Filmmaker who revealed horrors of Mao’s Chinese gulags talks about exposing the hidden China
- Wang Bing says he doesn’t think about whether his films will foster social change, but is happy to ‘plant the seeds’ in Chinese audience members
- Making documentaries with a small crew has allowed him to stay under the radar of Chinese authorities in a way feature-film makers can’t
Capturing life as it happens, and recording life as it happened, could be the twin mantras of Chinese documentary filmmaker Wang Bing. Since his epic nine-hour 2002 documentary Tie Xi Qu: West of the Tracks, which followed the lives of workers in the decaying state-run factories of China’s rust belt northeast, 51-year-old Wang has become one of China’s most important filmmakers, and earned an international reputation.

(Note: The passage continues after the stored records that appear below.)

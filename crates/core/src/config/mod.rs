//! Configuration management for gradle-bridge

pub mod loader;
mod settings;

// Re-export main types
pub use loader::{CONFIG_ROOT_ENV, ConfigLoader};
pub use settings::{
    BridgeConfig, CONFIG_FILE_NAME, ExecutorConfig, OutputConfig, StateConfig, ToolDefaults,
    WorkerConfig,
};
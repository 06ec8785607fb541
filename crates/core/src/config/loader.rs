//! Layered configuration loader
//!
//! Config files are collected from the project directory upward and merged so
//! that the file closest to the project wins, field by field.

use super::settings::{BridgeConfig, CONFIG_FILE_NAME};
use crate::error::{Error, Result};
use serde_json::Value;
use std::path::{Path, PathBuf};

/// Environment variable naming the directory where the upward walk stops
pub const CONFIG_ROOT_ENV: &str = "GRADLE_BRIDGE_ROOT";

pub struct ConfigLoader;

impl ConfigLoader {
    /// Load configuration for the current directory
    pub fn load() -> Result<BridgeConfig> {
        match std::env::current_dir() {
            Ok(cwd) => Self::load_from_path(&cwd),
            Err(_) => Ok(BridgeConfig::default()),
        }
    }

    /// Load configuration that applies to `path`
    pub fn load_from_path(path: &Path) -> Result<BridgeConfig> {
        let boundary = std::env::var(CONFIG_ROOT_ENV)
            .ok()
            .map(PathBuf::from)
            .or_else(|| std::env::var("HOME").ok().map(PathBuf::from));
        Self::load_with_boundary(path, boundary.as_deref())
    }

    /// Walk from `path` up to `boundary` (inclusive) and merge what is found
    pub fn load_with_boundary(path: &Path, boundary: Option<&Path>) -> Result<BridgeConfig> {
        let mut check_path = if path.is_file() {
            path.parent().unwrap_or(path)
        } else {
            path
        };

        // Closest first
        let mut layers = Vec::new();
        loop {
            if let Some(layer) = Self::try_load_layer(check_path)? {
                tracing::debug!("Found config at: {:?}", check_path);
                layers.push(layer);
            }

            if boundary == Some(check_path) {
                break;
            }

            match check_path.parent() {
                Some(parent) => check_path = parent,
                None => break,
            }
        }

        if layers.is_empty() {
            tracing::debug!("No config files found, using defaults");
            return Ok(BridgeConfig::default());
        }

        tracing::debug!("Merging {} config layers", layers.len());
        let mut merged = Value::Object(Default::default());
        for layer in layers.into_iter().rev() {
            merge_values(&mut merged, layer);
        }

        let config: BridgeConfig = serde_json::from_value(merged)
            .map_err(|e| Error::ConfigError(format!("Failed to parse merged config: {e}")))?;
        config.validate()?;
        Ok(config)
    }

    fn try_load_layer(dir: &Path) -> Result<Option<Value>> {
        let path = dir.join(CONFIG_FILE_NAME);
        if !path.exists() {
            return Ok(None);
        }

        let contents = std::fs::read_to_string(&path).map_err(|e| {
            tracing::error!("Failed to read config file {:?}: {}", path, e);
            Error::IoError(e)
        })?;
        let value: Value = serde_json::from_str(&contents).map_err(|e| {
            Error::ConfigError(format!("Failed to parse {}: {e}", path.display()))
        })?;
        if !value.is_object() {
            return Err(Error::ConfigError(format!(
                "{} must contain a JSON object",
                path.display()
            )));
        }
        Ok(Some(value))
    }
}

/// Deep-merge `overlay` into `base`; objects merge per key, everything else is replaced
fn merge_values(base: &mut Value, overlay: Value) {
    match (base, overlay) {
        (Value::Object(base_map), Value::Object(overlay_map)) => {
            for (key, value) in overlay_map {
                match base_map.get_mut(&key) {
                    Some(existing) => merge_values(existing, value),
                    None => {
                        base_map.insert(key, value);
                    }
                }
            }
        }
        (base, overlay) => *base = overlay,
    }
}
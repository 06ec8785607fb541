//! Build and task execution, including debug-mode rewriting

use super::{Bridge, lifecycle::{self, Outcome}};
use crate::{
    error::{Error, Result},
    output::OperationSink,
    protocol::{CallKind, DebugOptions, RunRequest, ToolCall, ToolConfig},
    state::BuildSummary,
};
use tokio_util::sync::CancellationToken;
use tracing::debug;

pub const DEBUG_ENV_VAR: &str = "JAVA_TOOL_OPTIONS";

/// Flags whose value is the following argument
const VALUE_FLAGS: &[&str] = &[
    "--tests",
    "-x",
    "--exclude-task",
    "-p",
    "--project-dir",
    "-b",
    "--build-file",
    "-c",
    "--settings-file",
    "-g",
    "--gradle-user-home",
    "-I",
    "--init-script",
    "-D",
    "--system-prop",
    "-P",
    "--project-prop",
    "--console",
    "--warning-mode",
    "--max-workers",
    "--priority",
    "--include-build",
    "--project-cache-dir",
];

/// Debugger agent options that make the build JVM attach to `port`
pub fn debug_agent_options(port: u16) -> String {
    format!("-agentlib:jdwp=transport=dt_socket,server=n,suspend=y,address=localhost:{port}")
}

/// `app:test` becomes `app:cleanTest`, `test` becomes `cleanTest`
pub fn clean_task_name(task: &str) -> String {
    let (prefix, name) = match task.rfind(':') {
        Some(index) => task.split_at(index + 1),
        None => ("", task),
    };
    let mut chars = name.chars();
    let capitalized = match chars.next() {
        Some(first) => first.to_uppercase().chain(chars).collect::<String>(),
        None => String::new(),
    };
    format!("{prefix}clean{capitalized}")
}

/// Insert the clean task for the single task argument immediately before it.
///
/// Fails unless exactly one non-flag argument is present.
pub fn insert_clean_task(args: &[String]) -> Result<Vec<String>> {
    let mut positions = Vec::new();
    let mut skip_value = false;
    for (index, arg) in args.iter().enumerate() {
        if skip_value {
            skip_value = false;
            continue;
        }
        if arg.starts_with('-') {
            skip_value = !arg.contains('=') && VALUE_FLAGS.contains(&arg.as_str());
            continue;
        }
        positions.push(index);
    }

    let [index] = positions.as_slice() else {
        return Err(Error::validation(format!(
            "debug clean needs exactly one task argument, found {}",
            positions.len()
        )));
    };
    let mut rewritten = args.to_vec();
    rewritten.insert(*index, clean_task_name(&args[*index]));
    Ok(rewritten)
}

pub fn console_arg(color: bool) -> &'static str {
    if color { "--console=rich" } else { "--console=plain" }
}

/// Assemble the worker call for a run request
pub fn build_call(kind: CallKind, request: &RunRequest, tool: ToolConfig) -> Result<ToolCall> {
    let mut args = Vec::with_capacity(request.args.len() + 2);
    if kind == CallKind::RunTask {
        if let Some(task) = &request.task {
            args.push(task.clone());
        }
    }
    args.extend(request.args.iter().cloned());

    let mut env = request.env.clone();
    if let Some(DebugOptions {
        port,
        clean_output_cache,
    }) = &request.debug
    {
        if *clean_output_cache {
            args = insert_clean_task(&args)?;
        }
        env.insert(DEBUG_ENV_VAR.to_string(), debug_agent_options(*port));
    }
    if !args.iter().any(|arg| arg.starts_with("--console")) {
        args.push(console_arg(request.output_color_preference).to_string());
    }

    let mut call = ToolCall::new(kind, request.project_root.clone(), tool);
    call.args = args;
    call.env = env;
    call.color_output = request.output_color_preference;
    call.stdin = request.stdin.clone();
    Ok(call)
}

impl Bridge {
    pub(super) async fn run(
        &self,
        kind: CallKind,
        request: RunRequest,
        token: &CancellationToken,
        sink: &OperationSink,
    ) -> Result<Outcome> {
        let tool = self.config.effective_tool(&request.tool_config);
        let call = build_call(kind, &request, tool)?;
        debug!(args = ?call.args, "run call");

        let outcome = lifecycle::connect_and_call(&self.launcher, call, token, sink, false).await?;
        if let Outcome::Completed(_) = outcome {
            self.remember_build(
                request.project_root,
                BuildSummary::now(request.task, request.args),
            );
        }
        Ok(outcome)
    }
}
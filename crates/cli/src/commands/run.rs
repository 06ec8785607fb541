use anyhow::Result;
use clap::Args;
use gradle_bridge_core::Request;
use gradle_bridge_core::protocol::{DebugOptions, RunRequest, ToolConfig};
use std::path::Path;
use tracing::info;

use super::project::absolute;
use super::{bridge_for, run_one};

#[derive(Args, Debug, Clone, Default, PartialEq, Eq)]
pub struct DebugArgs {
    /// Attach the build JVM to a debugger listening on this port
    #[arg(long)]
    pub debug_port: Option<u16>,

    /// Clean the task's outputs before running it under the debugger
    #[arg(long, requires = "debug_port")]
    pub clean: bool,
}

impl DebugArgs {
    fn options(&self) -> Option<DebugOptions> {
        self.debug_port.map(|port| DebugOptions {
            port,
            clean_output_cache: self.clean,
        })
    }
}

pub async fn run_command(
    root: &Path,
    task: Option<String>,
    args: Vec<String>,
    debug: DebugArgs,
    color: bool,
) -> Result<()> {
    let root = absolute(root)?;
    let run = RunRequest {
        project_root: root.clone(),
        tool_config: ToolConfig::default(),
        task: task.clone(),
        args,
        output_color_preference: color,
        debug: debug.options(),
        stdin: None,
        env: Default::default(),
    };
    let request = match task {
        Some(_) => Request::RunTask(run),
        None => Request::RunBuild(run),
    };

    if run_one(&bridge_for(&root)?, request).await?.is_some() {
        info!("Build finished");
        eprintln!("BUILD SUCCESSFUL");
    }
    Ok(())
}
use serde::{Deserialize, Serialize};
use std::io;

/// Errors that can occur while bridging operations to the build tool
#[derive(Debug, thiserror::Error)]
pub enum Error {
    #[error("Validation error: {0}")]
    ValidationError(String),

    #[error("Connection error: {0}")]
    ConnectionError(String),

    #[error("Connection lost: {0}")]
    ConnectionLost(String),

    /// The build tool reported a failure; the message is passed through verbatim.
    #[error("{0}")]
    ToolFailure(String),

    #[error("Resolution error: {0}")]
    ResolutionError(String),

    #[error("Configuration error: {0}")]
    ConfigError(String),

    #[error("Protocol error: {0}")]
    ProtocolError(String),

    #[error("State error: {0}")]
    StateError(String),

    #[error("IO error: {0}")]
    IoError(#[from] io::Error),

    #[error("Serialization error: {0}")]
    SerializationError(#[from] serde_json::Error),

    #[error("Archive error: {0}")]
    ArchiveError(#[from] zip::result::ZipError),

    #[error("{0}")]
    Other(String),
}

/// Error classes reported to callers on the `Error` frame
#[derive(Debug, Clone, Copy, PartialEq, Eq, Serialize, Deserialize)]
#[serde(rename_all = "SCREAMING_SNAKE_CASE")]
pub enum ErrorKind {
    Validation,
    Connection,
    ToolFailure,
    ResolutionFailure,
    Internal,
}

impl Error {
    pub fn kind(&self) -> ErrorKind {
        match self {
            Error::ValidationError(_) => ErrorKind::Validation,
            Error::ConnectionError(_) | Error::ConnectionLost(_) | Error::IoError(_) => {
                ErrorKind::Connection
            }
            Error::ToolFailure(_) => ErrorKind::ToolFailure,
            Error::ResolutionError(_) => ErrorKind::ResolutionFailure,
            Error::ConfigError(_)
            | Error::ProtocolError(_)
            | Error::StateError(_)
            | Error::SerializationError(_)
            | Error::ArchiveError(_)
            | Error::Other(_) => ErrorKind::Internal,
        }
    }

    pub fn validation(message: impl Into<String>) -> Self {
        Error::ValidationError(message.into())
    }
}

/// Result type alias for bridge operations
pub type Result<T> = std::result::Result<T, Error>;

#[cfg(test)]
mod tests {
    use super::*;

    #[test]
    fn test_kind_mapping() {
        assert_eq!(Error::validation("x").kind(), ErrorKind::Validation);
        assert_eq!(
            Error::ConnectionLost("gone".into()).kind(),
            ErrorKind::Connection
        );
        assert_eq!(
            Error::ResolutionError("none".into()).kind(),
            ErrorKind::ResolutionFailure
        );
        assert_eq!(
            Error::ProtocolError("bad".into()).kind(),
            ErrorKind::Internal
        );
    }

    #[test]
    fn test_tool_failure_message_is_verbatim() {
        let err = Error::ToolFailure("Task 'foo' not found in root project".into());
        assert_eq!(err.to_string(), "Task 'foo' not found in root project");
    }
}
use crate::{
    error::{Error, Result},
    protocol::ToolConfig,
};
use serde::{Deserialize, Serialize};
use std::collections::HashMap;
use std::path::PathBuf;

pub const CONFIG_FILE_NAME: &str = ".gradle-bridge.json";
pub const DEFAULT_FLUSH_THRESHOLD: usize = 1024;
pub const DEFAULT_MAX_CONCURRENT_OPERATIONS: usize = 16;
pub const DEFAULT_MAX_SAVE_WORKERS: usize = 50;

#[derive(Debug, Clone, Default, PartialEq, Serialize, Deserialize)]
#[serde(rename_all = "camelCase", default)]
pub struct BridgeConfig {
    pub worker: WorkerConfig,
    pub tool: ToolDefaults,
    pub output: OutputConfig,
    pub executor: ExecutorConfig,
    pub state: StateConfig,
}

/// How to start the tool-side worker process
#[derive(Debug, Clone, Default, PartialEq, Serialize, Deserialize)]
#[serde(rename_all = "camelCase", default)]
pub struct WorkerConfig {
    pub command: Vec<String>,
    #[serde(skip_serializing_if = "HashMap::is_empty")]
    pub env: HashMap<String, String>,
}

#[derive(Debug, Clone, PartialEq, Serialize, Deserialize)]
#[serde(rename_all = "camelCase", default)]
pub struct ToolDefaults {
    /// Executable used when the wrapper is disabled or absent
    pub executable: String,
    #[serde(skip_serializing_if = "Option::is_none")]
    pub user_home: Option<PathBuf>,
    #[serde(skip_serializing_if = "Option::is_none")]
    pub version: Option<String>,
    pub wrapper_enabled: bool,
    #[serde(skip_serializing_if = "Vec::is_empty")]
    pub jvm_args: Vec<String>,
}

impl Default for ToolDefaults {
    fn default() -> Self {
        Self {
            executable: "gradle".to_string(),
            user_home: None,
            version: None,
            wrapper_enabled: true,
            jvm_args: Vec::new(),
        }
    }
}

#[derive(Debug, Clone, PartialEq, Serialize, Deserialize)]
#[serde(rename_all = "camelCase", default)]
pub struct OutputConfig {
    pub flush_threshold: usize,
}

impl Default for OutputConfig {
    fn default() -> Self {
        Self {
            flush_threshold: DEFAULT_FLUSH_THRESHOLD,
        }
    }
}

#[derive(Debug, Clone, PartialEq, Serialize, Deserialize)]
#[serde(rename_all = "camelCase", default)]
pub struct ExecutorConfig {
    pub max_concurrent_operations: usize,
}

impl Default for ExecutorConfig {
    fn default() -> Self {
        Self {
            max_concurrent_operations: DEFAULT_MAX_CONCURRENT_OPERATIONS,
        }
    }
}

#[derive(Debug, Clone, PartialEq, Serialize, Deserialize)]
#[serde(rename_all = "camelCase", default)]
pub struct StateConfig {
    pub persist: bool,
    pub compress: bool,
    pub max_save_workers: usize,
    pub file_name: String,
}

impl Default for StateConfig {
    fn default() -> Self {
        Self {
            persist: true,
            compress: true,
            max_save_workers: DEFAULT_MAX_SAVE_WORKERS,
            file_name: "build-state.bin".to_string(),
        }
    }
}

impl BridgeConfig {
    /// Reject values the executor cannot work with
    pub fn validate(&self) -> Result<()> {
        if self.output.flush_threshold == 0 {
            return Err(Error::ConfigError(
                "output.flushThreshold must be greater than zero".to_string(),
            ));
        }
        if self.executor.max_concurrent_operations == 0 {
            return Err(Error::ConfigError(
                "executor.maxConcurrentOperations must be greater than zero".to_string(),
            ));
        }
        if self.state.max_save_workers == 0 {
            return Err(Error::ConfigError(
                "state.maxSaveWorkers must be greater than zero".to_string(),
            ));
        }
        Ok(())
    }

    /// Tool settings for one request: request fields win over configured defaults
    pub fn effective_tool(&self, request: &ToolConfig) -> ToolConfig {
        let jvm_args = match &request.jvm_args {
            Some(args) => Some(args.clone()),
            None if !self.tool.jvm_args.is_empty() => Some(self.tool.jvm_args.clone()),
            None => None,
        };

        ToolConfig {
            user_home: request.user_home.clone().or_else(|| self.tool.user_home.clone()),
            version: request.version.clone().or_else(|| self.tool.version.clone()),
            wrapper_enabled: request.wrapper_enabled,
            jvm_args,
        }
    }
}

#[cfg(test)]
mod tests {
    use super::*;

    #[test]
    fn test_defaults_from_empty_object() {
        let config: BridgeConfig = serde_json::from_str("{}").unwrap();
        assert_eq!(config.output.flush_threshold, 1024);
        assert_eq!(config.executor.max_concurrent_operations, 16);
        assert_eq!(config.state.max_save_workers, 50);
        assert!(config.tool.wrapper_enabled);
        assert!(config.validate().is_ok());
    }

    #[test]
    fn test_camel_case_fields() {
        let json = r#"{
            "worker": { "command": ["java", "-jar", "worker.jar"] },
            "output": { "flushThreshold": 64 },
            "tool": { "userHome": "/home/dev/.gradle", "jvmArgs": ["-Xmx2g"] }
        }"#;
        let config: BridgeConfig = serde_json::from_str(json).unwrap();
        assert_eq!(config.worker.command, vec!["java", "-jar", "worker.jar"]);
        assert_eq!(config.output.flush_threshold, 64);
        assert_eq!(
            config.tool.user_home,
            Some(PathBuf::from("/home/dev/.gradle"))
        );
    }

    #[test]
    fn test_zero_threshold_rejected() {
        let mut config = BridgeConfig::default();
        config.output.flush_threshold = 0;
        assert!(matches!(config.validate(), Err(Error::ConfigError(_))));
    }

    #[test]
    fn test_effective_tool_prefers_request() {
        let mut config = BridgeConfig::default();
        config.tool.version = Some("8.5".to_string());
        config.tool.jvm_args = vec!["-Xmx1g".to_string()];

        let request = ToolConfig {
            user_home: None,
            version: Some("8.7".to_string()),
            wrapper_enabled: false,
            jvm_args: None,
        };
        let tool = config.effective_tool(&request);
        assert_eq!(tool.version.as_deref(), Some("8.7"));
        assert_eq!(tool.jvm_args, Some(vec!["-Xmx1g".to_string()]));
        assert!(!tool.wrapper_enabled);
    }
}
//! Project and dependency queries

use super::{Bridge, lifecycle::{self, Outcome}};
use crate::{
    error::{Error, Result},
    output::OperationSink,
    protocol::{CallKind, ProjectRequest, ToolCall},
    resolver::{DependencyNode, RawProject, Resolver},
};
use serde_json::Value;
use tokio_util::sync::CancellationToken;
use tracing::info;

impl Bridge {
    /// Query the project model and resolve it before replying
    pub(super) async fn query_project(
        &self,
        request: ProjectRequest,
        token: &CancellationToken,
        sink: &OperationSink,
    ) -> Result<Outcome> {
        let tool = self.config.effective_tool(&request.tool_config);
        let call = ToolCall::new(CallKind::QueryProject, request.project_root.clone(), tool);
        let payload = match lifecycle::connect_and_call(&self.launcher, call, token, sink, true).await? {
            Outcome::Completed(payload) => payload,
            cancelled => return Ok(cancelled),
        };

        let raw: RawProject = serde_json::from_value(payload)
            .map_err(|e| Error::ProtocolError(format!("malformed project answer: {e}")))?;
        sink.progress("Resolving classpath");
        info!(root = %request.project_root.display(), targets = raw.targets.len(), "resolving project");

        let inspector = self.inspector.clone();
        let model = tokio::task::spawn_blocking(move || {
            Resolver::new(
                &request.project_root,
                request.workspace_root.as_deref(),
                inspector.as_ref(),
            )
            .resolve(raw)
        })
        .await
        .map_err(|e| Error::Other(format!("resolver task failed: {e}")))??;

        Ok(Outcome::Completed(serde_json::to_value(model)?))
    }

    /// Query only the dependency tree; no toolchain or module resolution
    pub(super) async fn query_dependencies(
        &self,
        request: ProjectRequest,
        token: &CancellationToken,
        sink: &OperationSink,
    ) -> Result<Outcome> {
        let tool = self.config.effective_tool(&request.tool_config);
        let call = ToolCall::new(CallKind::QueryDependencies, request.project_root, tool);
        let payload = match lifecycle::connect_and_call(&self.launcher, call, token, sink, true).await? {
            Outcome::Completed(payload) => payload,
            cancelled => return Ok(cancelled),
        };

        let dependencies = dependency_nodes(payload)?;
        Ok(Outcome::Completed(serde_json::json!({ "dependencies": dependencies })))
    }
}

/// Accepts either a bare node list or an object with a `dependencies` list
fn dependency_nodes(payload: Value) -> Result<Vec<DependencyNode>> {
    let list = match payload {
        Value::Object(mut object) => object.remove("dependencies").unwrap_or(Value::Array(Vec::new())),
        other => other,
    };
    serde_json::from_value(list)
        .map_err(|e| Error::ProtocolError(format!("malformed dependency answer: {e}")))
}

#[cfg(test)]
mod tests {
    use super::*;
    use serde_json::json;

    #[test]
    fn test_dependency_payload_shapes() {
        let nested = json!({
            "dependencies": [
                {"name": "com.google.guava:guava", "version": "33.0", "children": [
                    {"name": "com.google.guava:failureaccess", "version": "1.0.2"}
                ]}
            ]
        });
        let nodes = dependency_nodes(nested).unwrap();
        assert_eq!(nodes.len(), 1);
        assert_eq!(nodes[0].count(), 2);

        let bare = json!([{"name": "junit:junit"}]);
        assert_eq!(dependency_nodes(bare).unwrap()[0].name, "junit:junit");

        assert!(matches!(
            dependency_nodes(json!("nope")),
            Err(Error::ProtocolError(_))
        ));
    }
}
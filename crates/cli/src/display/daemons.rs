use serde_json::Value;

/// Render the `daemons` list of a status payload as a table
pub fn render_daemons(payload: &Value) -> String {
    let daemons = payload
        .get("daemons")
        .and_then(Value::as_array)
        .map(Vec::as_slice)
        .unwrap_or_default();

    if daemons.is_empty() {
        return "No daemons running\n".to_string();
    }

    let field = |daemon: &Value, name: &str| {
        daemon
            .get(name)
            .and_then(Value::as_str)
            .unwrap_or("-")
            .to_string()
    };

    let mut out = format!("{:<8}  {:<8}  {}\n", "PID", "STATUS", "INFO");
    for daemon in daemons {
        out.push_str(&format!(
            "{:<8}  {:<8}  {}\n",
            field(daemon, "pid"),
            field(daemon, "status"),
            field(daemon, "info")
        ));
    }
    out
}
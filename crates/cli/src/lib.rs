pub mod cli;
pub mod commands;
pub mod display;

// Re-export commonly used items
pub use cli::{Cli, Commands, DaemonAction};
//! Module-system directives carried in compiler arguments

use serde::{Deserialize, Serialize};
use std::collections::{BTreeMap, BTreeSet};
use tracing::debug;

#[derive(Debug, Clone, Copy, PartialEq, Eq, PartialOrd, Ord, Hash, Serialize, Deserialize)]
#[serde(rename_all = "kebab-case")]
pub enum JpmsDirective {
    AddExports,
    AddOpens,
    AddReads,
    PatchModule,
}

impl JpmsDirective {
    pub const ALL: [JpmsDirective; 4] = [
        JpmsDirective::AddExports,
        JpmsDirective::AddOpens,
        JpmsDirective::AddReads,
        JpmsDirective::PatchModule,
    ];

    pub fn flag(&self) -> &'static str {
        match self {
            JpmsDirective::AddExports => "--add-exports",
            JpmsDirective::AddOpens => "--add-opens",
            JpmsDirective::AddReads => "--add-reads",
            JpmsDirective::PatchModule => "--patch-module",
        }
    }

    fn from_flag(flag: &str) -> Option<Self> {
        Self::ALL.into_iter().find(|directive| directive.flag() == flag)
    }

    /// Module a directive value applies to.
    ///
    /// `--add-exports java.base/sun.nio.ch=ALL-UNNAMED` names its module
    /// before the `/`; `--add-reads` and `--patch-module` before the `=`.
    fn module_of<'a>(&self, value: &'a str) -> Option<&'a str> {
        let separator = match self {
            JpmsDirective::AddExports | JpmsDirective::AddOpens => '/',
            JpmsDirective::AddReads | JpmsDirective::PatchModule => '=',
        };
        value
            .split_once(separator)
            .map(|(module, _)| module)
            .filter(|module| !module.is_empty())
    }
}

/// Aggregated directive values attached to one classpath entry
#[derive(Debug, Clone, PartialEq, Eq, Serialize, Deserialize)]
#[serde(rename_all = "camelCase")]
pub struct JpmsAttribute {
    pub directive: JpmsDirective,
    pub module: String,
    /// All values for this (directive, module), joined with `:`
    pub value: String,
}

/// Directives collected from every target, grouped by kind and module
#[derive(Debug, Default, Clone, PartialEq, Eq)]
pub struct JpmsArgs {
    groups: BTreeMap<(JpmsDirective, String), Vec<String>>,
}

impl JpmsArgs {
    /// Collect directives from one argument list into the pool
    pub fn collect(&mut self, args: &[String]) {
        let mut iter = args.iter();
        while let Some(arg) = iter.next() {
            let (flag, attached) = match arg.split_once('=') {
                Some((flag, value)) if flag.starts_with("--") => (flag, Some(value)),
                _ => (arg.as_str(), None),
            };
            let Some(directive) = JpmsDirective::from_flag(flag) else {
                continue;
            };
            let value = match attached {
                Some(value) => value,
                None => match iter.next() {
                    Some(value) => value.as_str(),
                    None => {
                        debug!("{} without a value", flag);
                        continue;
                    }
                },
            };
            self.add(directive, value);
        }
    }

    pub fn parse(args: &[String]) -> Self {
        let mut pool = Self::default();
        pool.collect(args);
        pool
    }

    fn add(&mut self, directive: JpmsDirective, value: &str) {
        let Some(module) = directive.module_of(value) else {
            debug!("ignoring malformed {} value '{}'", directive.flag(), value);
            return;
        };
        let values = self
            .groups
            .entry((directive, module.to_string()))
            .or_default();
        if !values.iter().any(|existing| existing == value) {
            values.push(value.to_string());
        }
    }

    /// Remove and return every group whose module is in `modules`.
    ///
    /// Each directive kind draws only from its own groups, so a module that
    /// is both exported and opened yields two attributes.
    pub fn take_for_modules(&mut self, modules: &BTreeSet<String>) -> Vec<JpmsAttribute> {
        if modules.is_empty() {
            return Vec::new();
        }
        let matched: Vec<(JpmsDirective, String)> = self
            .groups
            .keys()
            .filter(|(_, module)| modules.contains(module))
            .cloned()
            .collect();

        matched
            .into_iter()
            .filter_map(|key| {
                let values = self.groups.remove(&key)?;
                Some(JpmsAttribute {
                    directive: key.0,
                    module: key.1,
                    value: values.join(":"),
                })
            })
            .collect()
    }

    pub fn is_empty(&self) -> bool {
        self.groups.is_empty()
    }

    /// Modules that still have unattached directives
    pub fn pending_modules(&self) -> BTreeSet<&str> {
        self.groups.keys().map(|(_, module)| module.as_str()).collect()
    }
}

#[cfg(test)]
mod tests {
    use super::*;
    use pretty_assertions::assert_eq;

    fn args(list: &[&str]) -> Vec<String> {
        list.iter().map(|s| s.to_string()).collect()
    }

    fn modules(list: &[&str]) -> BTreeSet<String> {
        list.iter().map(|s| s.to_string()).collect()
    }

    #[test]
    fn test_attached_and_separate_forms() {
        let mut pool = JpmsArgs::parse(&args(&[
            "--add-exports=java.base/sun.nio.ch=ALL-UNNAMED",
            "-parameters",
            "--add-exports",
            "java.base/jdk.internal.misc=ALL-UNNAMED",
            "--add-reads",
            "com.acme=ALL-UNNAMED",
        ]));

        let attrs = pool.take_for_modules(&modules(&["java.base"]));
        assert_eq!(
            attrs,
            vec![JpmsAttribute {
                directive: JpmsDirective::AddExports,
                module: "java.base".to_string(),
                value: "java.base/sun.nio.ch=ALL-UNNAMED:java.base/jdk.internal.misc=ALL-UNNAMED"
                    .to_string(),
            }]
        );
        assert_eq!(pool.pending_modules(), BTreeSet::from(["com.acme"]));
    }

    #[test]
    fn test_each_kind_aggregates_its_own_values() {
        let mut pool = JpmsArgs::parse(&args(&[
            "--add-exports=java.base/a=ALL-UNNAMED",
            "--add-opens=java.base/b=ALL-UNNAMED",
        ]));
        let attrs = pool.take_for_modules(&modules(&["java.base"]));

        assert_eq!(attrs.len(), 2);
        assert_eq!(attrs[0].directive, JpmsDirective::AddExports);
        assert_eq!(attrs[0].value, "java.base/a=ALL-UNNAMED");
        assert_eq!(attrs[1].directive, JpmsDirective::AddOpens);
        assert_eq!(attrs[1].value, "java.base/b=ALL-UNNAMED");
    }

    #[test]
    fn test_taken_groups_are_removed() {
        let mut pool = JpmsArgs::parse(&args(&["--patch-module", "com.acme=src/patch"]));
        assert_eq!(pool.take_for_modules(&modules(&["com.acme"])).len(), 1);
        assert!(pool.take_for_modules(&modules(&["com.acme"])).is_empty());
        assert!(pool.is_empty());
    }

    #[test]
    fn test_duplicates_and_malformed_values() {
        let pool = JpmsArgs::parse(&args(&[
            "--add-opens=java.base/a=X",
            "--add-opens=java.base/a=X",
            "--add-opens=nomodule",
            "--add-reads",
        ]));
        let mut pool = pool;
        let attrs = pool.take_for_modules(&modules(&["java.base"]));
        assert_eq!(attrs[0].value, "java.base/a=X");
        assert!(pool.is_empty());
    }
}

Wang, whose films are not screened in China because of their controversial political and social subject matter, was recently the subject of an all-encompassing retrospective in New York, hosted by three prestigious venues and institutions: The Metrograph, which screened a six-film selection of his work; the Film Society of Lincoln Centre, which screened West of the Tracks in three parts; and the Asia Society. The event was put together by the Beijing Contemporary Art Foundation.
His camera probes far and wide, covering a range of issues, historical and social. He films his subjects over a long period of time, capturing the minutiae of their daily existence – their conversations, their family relationships, their mealtime habits, their daily work, and their friendships. What emerges is a substantial portrait of his subjects’ hopes, fears, problems, and, inevitably, their overarching relationship with the state.
Wang says he has no agenda, and simply films subjects that interest him – for instance, Three Sisters, which documents the lives of three children who have been left to fend for themselves since their parents left their village to find work, came about after a chance meeting. But he notes that the aim of his work is to record the bits of Chinese life that exist below the radar of most media, and to document historical events that have been expunged from the record by the government.

He is prolific, having made more than a dozen films since 2002. His most recent is Dead Souls, a documentary about the Jiabiangou labour camp in the Gobi Desert in Gansu province where 3,000 people were imprisoned at the start of Mao Zedong’s Anti-Rightist Campaign in 1957. Around 2,500 of the inmates starved to death in the famine of 1958 to 1960.